During the following decade, Serhan made several documentaries, including a film of the visit of Basha Ahmad Hilmi, member of the Higher Arab Commission. He filmed three hours of the visit and impressed the envoy which gave him 300 Palestinian guineas in return. The money allowed Serhan to further pursue his dreams. Using the money he earned, he managed to open Studio Palestine in Jaffa in front of the French hospital. It was there that he personally built a rudimentary table for editing. His son Mohammad recalls how his father’s dream grew and how his father tried to produce a feature film tentatively titled Storm in a Home. Serhan did not have enough funds to film the feature, so he published an advertisement in a newspaper announcing Studio Palestine’s opening and his search for cinema actors. He received thousands of letters of support and in each of them a nominal amount of money, totalling 2,000 Palestinian guineas. He was then joined by a partner, the journalist Zouheir al Saqa, but disagreements between the two ‘producers’ prevented completion of the film. Serhan continued shooting documentary and propaganda films until 1948.
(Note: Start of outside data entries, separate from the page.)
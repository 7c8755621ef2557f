use async_trait::async_trait;
use serde_json::json;
use std::collections::{BTreeSet, VecDeque};
use std::sync::atomic::{AtomicUsize, Ordering};
use std::sync::{Arc, Mutex};
use supaforge_core::{DiscoveryDocument, ForgeConfig, ForgeError, Operation};
use supaforge_provision::{ProvisionState, SqlParam, StatementKind, StatementSet};
use supaforge_runtime::{
    CancelHandle, Confirmation, Coordinator, DiscoveryProvider, ExecutionReport, InputAnswer,
    InputField, InputValues, OperatorPrompt, ProvisionRequest, Review, SessionInputs,
    SqlExecutor, WorkflowState,
};

// =============================================================================
// Fakes
// =============================================================================

fn orders_document() -> DiscoveryDocument {
    serde_json::from_value(json!({
        "tables": [{
            "schema": "public",
            "name": "orders",
            "columns": [
                {"name": "id", "type": "bigint", "nullable": false, "default": "nextval('orders_id_seq')"},
                {"name": "email", "type": "text", "nullable": false},
                {"name": "total", "type": "numeric", "nullable": false},
                {"name": "secret_note", "type": "text"}
            ],
            "primary_key": ["id"],
            "rls_enabled": true,
            "policies": [{"name": "owner_select", "command": "SELECT"}],
            "sensitive_columns": ["secret_note"]
        }],
        "limitations": [{"tool": "list_edge_functions", "error": "token sbp_0123abcd expired"}]
    }))
    .unwrap()
}

#[derive(Clone)]
struct FakeDiscovery {
    doc: DiscoveryDocument,
    fail_first: usize,
    calls: Arc<AtomicUsize>,
}

impl FakeDiscovery {
    fn ok() -> Self {
        Self {
            doc: orders_document(),
            fail_first: 0,
            calls: Arc::new(AtomicUsize::new(0)),
        }
    }

    fn failing(times: usize) -> Self {
        Self {
            fail_first: times,
            ..Self::ok()
        }
    }

    fn calls(&self) -> usize {
        self.calls.load(Ordering::SeqCst)
    }
}

#[async_trait]
impl DiscoveryProvider for FakeDiscovery {
    async fn discover(&self, _project_ref: &str) -> anyhow::Result<DiscoveryDocument> {
        let call = self.calls.fetch_add(1, Ordering::SeqCst);
        if call < self.fail_first {
            anyhow::bail!("list_tables: connection reset by peer");
        }
        Ok(self.doc.clone())
    }
}

#[derive(Debug, Clone)]
struct Row {
    email: String,
    version: i32,
    is_active: bool,
}

#[derive(Default)]
struct Store {
    state: ProvisionState,
    rows: Vec<Row>,
    executed: Vec<StatementSet>,
}

/// Applies statement kinds to an in-memory store.
#[derive(Clone, Default)]
struct MemoryExecutor {
    store: Arc<Mutex<Store>>,
    fail_with: Option<String>,
    cancel_on_execute: Arc<Mutex<Option<CancelHandle>>>,
    cancel_results: Arc<Mutex<Vec<Result<(), ForgeError>>>>,
}

#[async_trait]
impl SqlExecutor for MemoryExecutor {
    async fn execute(&self, set: &StatementSet) -> anyhow::Result<ExecutionReport> {
        if let Some(handle) = self.cancel_on_execute.lock().unwrap().as_ref() {
            self.cancel_results.lock().unwrap().push(handle.cancel());
        }
        if let Some(text) = &self.fail_with {
            anyhow::bail!("{}", text);
        }

        let mut store = self.store.lock().unwrap();
        store.state.apply(set);
        for stmt in &set.statements {
            match &stmt.kind {
                StatementKind::DeactivateActive { email } => {
                    for row in store.rows.iter_mut().filter(|r| &r.email == email) {
                        row.is_active = false;
                    }
                }
                StatementKind::InsertNextVersion { email } => {
                    assert!(matches!(stmt.params[2], SqlParam::Json(_)));
                    let version = store
                        .rows
                        .iter()
                        .filter(|r| &r.email == email)
                        .map(|r| r.version)
                        .max()
                        .unwrap_or(0)
                        + 1;
                    store.rows.push(Row {
                        email: email.clone(),
                        version,
                        is_active: true,
                    });
                }
                _ => {}
            }
        }
        store.executed.push(set.clone());
        Ok(ExecutionReport {
            statements_run: set.len(),
            message: format!("{} statements executed", set.len()),
        })
    }

    async fn provisioned_objects(&self) -> anyhow::Result<ProvisionState> {
        Ok(self.store.lock().unwrap().state.clone())
    }
}

#[derive(Clone, Default)]
struct ScriptedPrompt {
    answers: Arc<Mutex<VecDeque<InputAnswer>>>,
    confirmations: Arc<Mutex<VecDeque<Confirmation>>>,
    asked: Arc<Mutex<Vec<Vec<InputField>>>>,
    rounds: Arc<Mutex<Vec<u32>>>,
    cancel_on_confirm: Arc<Mutex<Option<CancelHandle>>>,
}

impl ScriptedPrompt {
    fn new(answers: Vec<InputAnswer>, confirmations: Vec<Confirmation>) -> Self {
        Self {
            answers: Arc::new(Mutex::new(answers.into())),
            confirmations: Arc::new(Mutex::new(confirmations.into())),
            ..Default::default()
        }
    }
}

#[async_trait]
impl OperatorPrompt for ScriptedPrompt {
    async fn ask_missing(&self, fields: &[InputField]) -> anyhow::Result<InputAnswer> {
        self.asked.lock().unwrap().push(fields.to_vec());
        self.answers
            .lock()
            .unwrap()
            .pop_front()
            .ok_or_else(|| anyhow::anyhow!("no scripted answer"))
    }

    async fn confirm(&self, review: &Review<'_>) -> anyhow::Result<Confirmation> {
        self.rounds.lock().unwrap().push(review.round);
        if let Some(handle) = self.cancel_on_confirm.lock().unwrap().as_ref() {
            handle.cancel().unwrap();
        }
        Ok(self
            .confirmations
            .lock()
            .unwrap()
            .pop_front()
            .unwrap_or(Confirmation::Accept { provision: None }))
    }
}

fn full_inputs() -> SessionInputs {
    SessionInputs {
        project_ref: Some("abcd1234".into()),
        owner_email: Some("a@x.com".into()),
        categories: Some([Operation::Select].into_iter().collect()),
        ..Default::default()
    }
}
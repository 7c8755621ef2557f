//! Narrow interfaces to everything outside the core.
//!
//! The coordinator is generic over these traits; adapters live in other
//! crates (`supaforge-adapter-pg`, the CLI prompts) and tests use
//! in-memory fakes.

use crate::session::{Confirmation, InputAnswer, InputField, Review};
use async_trait::async_trait;
use supaforge_core::DiscoveryDocument;
use supaforge_provision::{ProvisionState, StatementSet};

/// Read-only schema discovery.
#[async_trait]
pub trait DiscoveryProvider: Send + Sync {
    /// Capture the project's discoverable capabilities. Partial failures
    /// belong in the document's `limitations`; an `Err` means nothing
    /// usable was produced.
    async fn discover(&self, project_ref: &str) -> anyhow::Result<DiscoveryDocument>;
}

/// What an executor reports after running a statement set.
#[derive(Debug, Clone, PartialEq, Eq)]
pub struct ExecutionReport {
    pub statements_run: usize,
    pub message: String,
}

/// Runs planned statements against the configuration store.
#[async_trait]
pub trait SqlExecutor: Send + Sync {
    /// Run `set` in order, inside one transaction when
    /// `set.transactional`. Stops at the first failing statement; the
    /// error text is shown to the operator as-is.
    async fn execute(&self, set: &StatementSet) -> anyhow::Result<ExecutionReport>;

    /// Provisioning objects already present on the target. Executors that
    /// cannot look return a fresh state.
    async fn provisioned_objects(&self) -> anyhow::Result<ProvisionState> {
        Ok(ProvisionState::fresh())
    }
}

/// Typed suspension points where the operator answers.
#[async_trait]
pub trait OperatorPrompt: Send + Sync {
    /// Ask for `fields`. Only called while collecting inputs.
    async fn ask_missing(&self, fields: &[InputField]) -> anyhow::Result<InputAnswer>;

    /// Present compiled tools for acceptance.
    async fn confirm(&self, review: &Review<'_>) -> anyhow::Result<Confirmation>;
}

/// Executor for sessions that never run SQL; every call fails.
#[derive(Debug, Clone, Copy, Default)]
pub struct NoExecutor;

#[async_trait]
impl SqlExecutor for NoExecutor {
    async fn execute(&self, _set: &StatementSet) -> anyhow::Result<ExecutionReport> {
        Err(anyhow::anyhow!("no SQL executor configured for this session"))
    }
}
The Palestinian cinematographer left his country during the Nakba, traveling between Jordan and Beirut. According to an interview conducted with the Iraqi director Kassem Hawal, Serhan shot another film in Jordan in 1958 entitled Struggle in Jarash, which is the first Jordanian feature length narrative. The interview with Hawal published in 1976 is thought to be his only interview, and is frequently referenced in literature on Palestinian cinema.
As for Serhan, these texts note that he lived in Sabra until 1976, the date of the interview’s publication. Other sources say he died in the Sabra and Shatila massacre in 1982, but his son dates his death to 1987. Buried during a time of conflict and civil war, Serhan’s funeral procession was restricted to his wife and daughter.
The historical and archival value of Serhan’s films are superior to similar films from other Arab countries, not only in terms of content — they depict lifestyle, clothing, and architecture from the period — but also as cinematic material showing Palestine before the Nakba.
In his interview with Hawal, Serhan speaks about the constructed narrative the Zionist movement relied on in producing their ‘documentary’ propaganda films. They proceeded by representing empty locations in the wilderness, followed by the filming of a child in one of the poor villages. Or they would focus on the filming of shepherds and their herds or some camels in locations close to the desert. It was important that the land seem empty of people. Then they would show the ‘pioneer’ youth, the original occupiers, men and women hand in hand, constructing settlements in available lands. This was all to generate sympathy for these ‘brave souls,’ supporting Zionist propaganda asserting that Palestine, as a land without a people, for a people without a land, was ready to receive the Jews of the world. Serhan also described how before the Nakba, the Zionist movement tried to exploit his artistic talents. He refused to cooperate with them, citing an awareness fostered by Arab national movements at the time.
This article is an edited translation from the Arabic Edition.